+++ Material supplied

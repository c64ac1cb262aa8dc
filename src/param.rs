// Copyright (c) 2026 shaneyale (shaneyale86@gmail.com)
// All rights reserved.

//! # 协议参数与常量模块
//!
//! 该模块定义了 `tinyhttpd` 遵循的 HTTP 协议相关常量和数据结构，包括：
//! - 服务器支持的状态码及其原因短语（Reason Phrase）。
//! - 文件扩展名到 MIME 类型的映射表。
//! - 每个响应都会合并的默认响应头。
//! - 允许处理的 HTTP 方法枚举。

use lazy_static::lazy_static;
use std::collections::HashMap;
use std::fmt;

/// 服务器名称标识，用于 HTTP 响应头的 `Server` 字段
pub const SERVER_NAME: &str = "tinyhttpd";

/// HTTP 协议规定的换行符（Carriage Return Line Feed）
pub const CRLF: &str = "\r\n";

/// 头部与正文之间的分隔序列
pub const HEADER_TERMINATOR: &[u8] = b"\r\n\r\n";

/// 单个请求报文的默认大小上限（1 MiB）
pub const MAX_MESSAGE_SIZE: usize = 1024 * 1024;

/// 每次从 Socket 读取的默认字节数
pub const READ_CHUNK_SIZE: usize = 1024;

/// 无法识别扩展名时使用的兜底类型
pub const DEFAULT_MIME: &str = "application/octet-stream";

/// 默认响应头。
///
/// 每个响应从这份只读列表出发，合并处理器给出的额外头部后生成自己的头部列表，
/// 任何处理器都不会修改它。
pub const DEFAULT_HEADERS: [(&str, &str); 2] =
    [("Server", SERVER_NAME), ("Content-Type", "text/html")];

/// 服务器允许处理的 HTTP 方法列表，顺序即 `Allow` 头中的顺序。
pub const ALLOWED_METHODS: [HttpRequestMethod; 4] = [
    HttpRequestMethod::Get,
    HttpRequestMethod::Post,
    HttpRequestMethod::Put,
    HttpRequestMethod::Delete,
];

lazy_static! {
    /// HTTP 状态码与其对应的标准原因短语映射表。
    ///
    /// 参考标准：[RFC 9110: HTTP Semantics](https://www.rfc-editor.org/rfc/rfc9110.html)。
    pub static ref STATUS_CODES: HashMap<u16, &'static str> = {
        let mut map = HashMap::new();
        // 2xx: 成功响应 (Successful)
        map.insert(200, "OK");
        map.insert(201, "Created");
        map.insert(204, "No Content");

        // 4xx: 客户端错误 (Client Error)
        map.insert(400, "Bad Request");
        map.insert(403, "Forbidden");
        map.insert(404, "Not Found");
        map.insert(405, "Method Not Allowed");

        // 5xx: 服务端错误 (Server Error)
        map.insert(500, "Internal Server Error");
        map.insert(501, "Not Implemented");
        map
    };
}

lazy_static! {
    /// 文件后缀名到 MIME 类型（Media Type）的映射表。
    ///
    /// 用于设置 GET 响应中的 `Content-Type` 字段。键均为小写。
    pub static ref MIME_TYPES: HashMap<&'static str, &'static str> = {
        let mut map = HashMap::new();
        map.insert("aac", "audio/aac");
        map.insert("avi", "video/x-msvideo");
        map.insert("avif", "image/avif");
        map.insert("bin", "application/octet-stream");
        map.insert("bmp", "image/bmp");
        map.insert("bz2", "application/x-bzip2");
        map.insert("css", "text/css");
        map.insert("csv", "text/csv");
        map.insert("doc", "application/msword");
        map.insert("epub", "application/epub+zip");
        map.insert("gif", "image/gif");
        map.insert("gz", "application/gzip");
        map.insert("htm", "text/html");
        map.insert("html", "text/html");
        map.insert("ico", "image/x-icon");
        map.insert("ics", "text/calendar");
        map.insert("jar", "application/java-archive");
        map.insert("js", "text/javascript");
        map.insert("json", "application/json");
        map.insert("jpg", "image/jpeg");
        map.insert("jpeg", "image/jpeg");
        map.insert("md", "text/markdown");
        map.insert("mjs", "text/javascript");
        map.insert("mp3", "audio/mpeg");
        map.insert("mp4", "video/mp4");
        map.insert("mpeg", "video/mpeg");
        map.insert("oga", "audio/ogg");
        map.insert("ogv", "video/ogg");
        map.insert("otf", "font/otf");
        map.insert("pdf", "application/pdf");
        map.insert("png", "image/png");
        map.insert("rtf", "application/rtf");
        map.insert("sh", "application/x-sh");
        map.insert("svg", "image/svg+xml");
        map.insert("tar", "application/x-tar");
        map.insert("tif", "image/tiff");
        map.insert("tiff", "image/tiff");
        map.insert("ttf", "font/ttf");
        map.insert("txt", "text/plain");
        map.insert("wasm", "application/wasm");
        map.insert("wav", "audio/wav");
        map.insert("webm", "video/webm");
        map.insert("webp", "image/webp");
        map.insert("woff", "font/woff");
        map.insert("woff2", "font/woff2");
        map.insert("xhtml", "application/xhtml+xml");
        map.insert("xml", "text/xml");
        map.insert("zip", "application/zip");
        map.insert("7z", "application/x-7z-compressed");
        map
    };
}

/// 允许处理的 HTTP 请求方法
#[derive(Debug, Clone, Copy, PartialEq, Eq)]
pub enum HttpRequestMethod {
    /// 读取服务根目录下的静态文件
    Get,
    /// 提交数据，服务器回显收到的内容
    Post,
    /// 上传数据，服务器回显正文长度
    Put,
    /// 删除资源，服务器仅回显 URI
    Delete,
}

impl HttpRequestMethod {
    /// 将请求行中的方法记号映射为枚举。
    ///
    /// 匹配区分大小写，不在允许列表中的记号返回 `None`。
    pub fn from_token(token: &str) -> Option<Self> {
        match token {
            "GET" => Some(HttpRequestMethod::Get),
            "POST" => Some(HttpRequestMethod::Post),
            "PUT" => Some(HttpRequestMethod::Put),
            "DELETE" => Some(HttpRequestMethod::Delete),
            _ => None,
        }
    }

    /// 生成 `Allow` 响应头的值，例如 `GET, POST, PUT, DELETE`
    pub fn allow_header() -> String {
        ALLOWED_METHODS
            .iter()
            .map(|m| m.to_string())
            .collect::<Vec<_>>()
            .join(", ")
    }
}

impl fmt::Display for HttpRequestMethod {
    /// 将枚举格式化为 HTTP 标准大写方法名
    fn fmt(&self, f: &mut fmt::Formatter<'_>) -> fmt::Result {
        match *self {
            HttpRequestMethod::Get => write!(f, "GET"),
            HttpRequestMethod::Post => write!(f, "POST"),
            HttpRequestMethod::Put => write!(f, "PUT"),
            HttpRequestMethod::Delete => write!(f, "DELETE"),
        }
    }
}
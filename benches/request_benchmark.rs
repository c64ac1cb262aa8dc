use criterion::{black_box, criterion_group, criterion_main, BenchmarkId, Criterion};

use tinyhttpd::request::Request;

fn simple_request_parse_benchmark(c: &mut Criterion) {
    let request = b"GET / HTTP/1.1\r\nHost: localhost:8888\r\nUser-Agent: Test\r\n\r\n";

    c.bench_function("simple_request_parse", |b| {
        b.iter(|| {
            let request = Request::parse(black_box(request));
            assert!(!request.is_malformed());
        });
    });
}

fn complex_request_parse_benchmark(c: &mut Criterion) {
    let request = b"GET /path/to/resource?id=123&name=test HTTP/1.1\r\n\
                    Host: localhost:8888\r\n\
                    User-Agent: Mozilla/5.0 (Windows NT 10.0; Win64; x64)\r\n\
                    Accept: text/html,application/xhtml+xml\r\n\
                    Accept-Language: en-US,en;q=0.9\r\n\
                    Accept-Encoding: gzip, deflate, br\r\n\
                    Upgrade-Insecure-Requests: 1\r\n\
                    \r\n";

    c.bench_function("complex_request_parse", |b| {
        b.iter(|| Request::parse(black_box(request)));
    });
}

fn request_parse_body_size_benchmark(c: &mut Criterion) {
    let mut group = c.benchmark_group("request_parse_body_size");

    for size in [0usize, 1024, 64 * 1024, 1024 * 1024 - 128].iter() {
        let mut request = format!("POST /upload HTTP/1.1\r\nContent-Length: {}\r\n\r\n", size).into_bytes();
        request.resize(request.len() + size, b'x');
        group.bench_with_input(BenchmarkId::from_parameter(size), &request, |b, request| {
            b.iter(|| Request::parse(black_box(request)));
        });
    }

    group.finish();
}

fn request_parse_malformed_benchmark(c: &mut Criterion) {
    let mut group = c.benchmark_group("request_parse_malformed");

    let requests = [
        ("two_tokens", b"GET /\r\n\r\n".as_slice()),
        ("four_tokens", b"GET / HTTP/1.1 x\r\n\r\n".as_slice()),
        ("invalid_utf8", b"GET /\xff HTTP/1.1\r\n\r\n".as_slice()),
        ("no_terminator", b"GET / HTTP/1.1\r\nHost: localhost".as_slice()),
    ];

    for (name, request) in requests.iter() {
        group.bench_with_input(BenchmarkId::from_parameter(name), request, |b, request| {
            b.iter(|| Request::parse(black_box(request)));
        });
    }

    group.finish();
}

fn request_case_insensitive_headers_benchmark(c: &mut Criterion) {
    let mut group = c.benchmark_group("request_case_insensitive");

    let requests = [
        ("lowercase", b"POST / HTTP/1.1\r\nhost: localhost\r\ncontent-length: 0\r\n\r\n".as_slice()),
        ("uppercase", b"POST / HTTP/1.1\r\nHOST: localhost\r\nCONTENT-LENGTH: 0\r\n\r\n".as_slice()),
        ("mixed", b"POST / HTTP/1.1\r\nHost: localhost\r\nContent-Length: 0\r\n\r\n".as_slice()),
    ];

    for (name, request) in requests.iter() {
        group.bench_with_input(BenchmarkId::from_parameter(name), request, |b, request| {
            b.iter(|| {
                let request = Request::parse(black_box(request));
                assert!(request.header("content-length").is_some());
            });
        });
    }

    group.finish();
}

criterion_group!(
    benches,
    simple_request_parse_benchmark,
    complex_request_parse_benchmark,
    request_parse_body_size_benchmark,
    request_parse_malformed_benchmark,
    request_case_insensitive_headers_benchmark
);
criterion_main!(benches);
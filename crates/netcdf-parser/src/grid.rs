//! Static grid definitions: the target model grid and its spatial metadata.

use std::path::Path;

use forcing_common::{GriddedDataset, SpatialMetadata};
use tracing::debug;

use crate::error::{NetCdfError, NetCdfResult};
use crate::native::{get_string_attr, open_file};
use crate::reader::open_dataset;

/// Longitude variable in WPS `geo_em` files.
pub const GEO_EM_LON: &str = "XLONG_M";
/// Latitude variable in WPS `geo_em` files.
pub const GEO_EM_LAT: &str = "XLAT_M";
/// Degenerate leading axis of `geo_em` fields.
pub const GEO_EM_TIME_DIM: &str = "Time";

/// Attribute carrying the ESRI projection string.
pub const ESRI_PE_STRING: &str = "esri_pe_string";

/// Load a target grid definition as a dataset holding `lon`/`lat` coordinates.
///
/// `lon_var`/`lat_var` name the native coordinate variables (`XLONG_M` and
/// `XLAT_M` for WPS output); files that already use `lon`/`lat` are accepted
/// too. A leading singleton `Time` axis is selected at index 0 and dropped.
pub fn load_target_grid<P: AsRef<Path>>(
    path: P,
    lon_var: &str,
    lat_var: &str,
) -> NetCdfResult<GriddedDataset> {
    let path = path.as_ref();
    let source = open_dataset(path)?;

    let mut grid = GriddedDataset::new();
    for (native, canonical) in [(lon_var, "lon"), (lat_var, "lat")] {
        let var = source
            .variable(native)
            .or_else(|| source.variable(canonical))
            .ok_or_else(|| {
                NetCdfError::missing(format!(
                    "'{}' (or '{}') in target grid {}",
                    native,
                    canonical,
                    path.display()
                ))
            })?;

        let var = if var.has_dim(GEO_EM_TIME_DIM) {
            var.select_index(GEO_EM_TIME_DIM, 0, false)?
        } else {
            var.clone()
        };

        if var.rank() != 2 {
            return Err(NetCdfError::invalid(format!(
                "target grid '{}' must be 2-D after dropping '{}', found dims {:?}",
                native, GEO_EM_TIME_DIM, var.dims
            )));
        }

        grid.add_coord(canonical, var)?;
    }

    debug!(
        path = %path.display(),
        dims = ?grid.dimensions,
        "Loaded target grid"
    );

    Ok(grid)
}

/// Read projected `x`/`y` coordinates and the ESRI projection string.
///
/// The projection string is taken from the first variable in
/// `projection_vars` that exists in the file and carries `esri_pe_string`.
pub fn load_spatial_metadata<P: AsRef<Path>>(
    path: P,
    projection_vars: &[String],
) -> NetCdfResult<SpatialMetadata> {
    let path = path.as_ref();
    let file = open_file(path)?;

    let read_axis = |name: &str| -> NetCdfResult<Vec<f64>> {
        let var = file.variable(name).ok_or_else(|| {
            NetCdfError::missing(format!("'{}' in spatial metadata {}", name, path.display()))
        })?;
        Ok(var.get_values(..)?)
    };

    let x = read_axis("x")?;
    let y = read_axis("y")?;

    let esri_pe_string = projection_vars
        .iter()
        .filter_map(|name| file.variable(name))
        .find_map(|var| get_string_attr(&var, ESRI_PE_STRING))
        .ok_or_else(|| {
            NetCdfError::missing(format!(
                "'{}' attribute on any of {:?} in {}",
                ESRI_PE_STRING,
                projection_vars,
                path.display()
            ))
        })?;

    debug!(
        path = %path.display(),
        nx = x.len(),
        ny = y.len(),
        "Loaded spatial metadata"
    );

    Ok(SpatialMetadata::new(x, y, esri_pe_string))
}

++++++

> Exercise: From the records above, give again exactly the lines running from the line with "服务器允许处理的 HTTP 方法列表，顺序即" to the line with "pub static ref STATUS_CODES: HashMap<u16, &'static", inclusive.

> Answer for the task:
/// 服务器允许处理的 HTTP 方法列表，顺序即 `Allow` 头中的顺序。
pub const ALLOWED_METHODS: [HttpRequestMethod; 4] = [
    HttpRequestMethod::Get,
    HttpRequestMethod::Post,
    HttpRequestMethod::Put,
    HttpRequestMethod::Delete,
];

lazy_static! {
    /// HTTP 状态码与其对应的标准原因短语映射表。
    ///
    /// 参考标准：[RFC 9110: HTTP Semantics](https://www.rfc-editor.org/rfc/rfc9110.html)。
    pub static ref STATUS_CODES: HashMap<u16, &'static str> = {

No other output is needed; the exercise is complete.